··· Supplied entries
//! Band-independent summary statistics of a series.

use crate::series::TimeSeriesView;

/// Global extrema, their first positions, boundary flags and the
/// magnitude ranking of a series. Computed once; never depends on a band.
#[derive(Debug, Clone, PartialEq)]
pub struct SeriesStats {
    min: f64,
    max: f64,
    argmin: usize,
    argmax: usize,
    len: usize,
    min_at_last: bool,
    max_at_last: bool,
    ranking: Vec<usize>,
}

impl SeriesStats {
    /// Compute statistics for a series in O(n log n).
    #[must_use]
    pub fn compute(series: TimeSeriesView<'_>) -> Self {
        let data = series.as_slice();
        let len = data.len();

        let (mut argmin, mut argmax) = (0, 0);
        for (i, &v) in data.iter().enumerate() {
            if v < data[argmin] {
                argmin = i;
            }
            if v > data[argmax] {
                argmax = i;
            }
        }
        let (min, max) = (data[argmin], data[argmax]);

        let mut ranking: Vec<usize> = (0..len).collect();
        ranking.sort_by(|&i, &j| data[j].abs().total_cmp(&data[i].abs()));

        Self {
            min,
            max,
            argmin,
            argmax,
            len,
            min_at_last: data[len - 1] == min,
            max_at_last: data[len - 1] == max,
            ranking,
        }
    }

    /// Smallest value.
    #[must_use]
    pub fn min(&self) -> f64 {
        self.min
    }

    /// Largest value.
    #[must_use]
    pub fn max(&self) -> f64 {
        self.max
    }

    /// First index holding the minimum.
    #[must_use]
    pub fn argmin(&self) -> usize {
        self.argmin
    }

    /// First index holding the maximum.
    #[must_use]
    pub fn argmax(&self) -> usize {
        self.argmax
    }

    /// Length of the summarised series.
    #[must_use]
    pub fn len(&self) -> usize {
        self.len
    }

    /// Always false; series are non-empty.
    #[must_use]
    pub fn is_empty(&self) -> bool {
        self.len == 0
    }

    #[must_use]
    pub fn min_at_first(&self) -> bool {
        self.argmin == 0
    }

    #[must_use]
    pub fn min_at_last(&self) -> bool {
        self.min_at_last
    }

    #[must_use]
    pub fn max_at_first(&self) -> bool {
        self.argmax == 0
    }

    #[must_use]
    pub fn max_at_last(&self) -> bool {
        self.max_at_last
    }

    /// Indices sorted by descending `|value|`; ties keep index order.
    #[must_use]
    pub fn ranking(&self) -> &[usize] {
        &self.ranking
    }

    /// Position holding the `rank`-th largest magnitude, if `rank < len`.
    #[must_use]
    pub fn ranked_index(&self, rank: usize) -> Option<usize> {
        self.ranking.get(rank).copied()
    }
}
······
Your goal -
Tell how many lines of the data above hold the string "argmax". Give only the number.

Task result -
9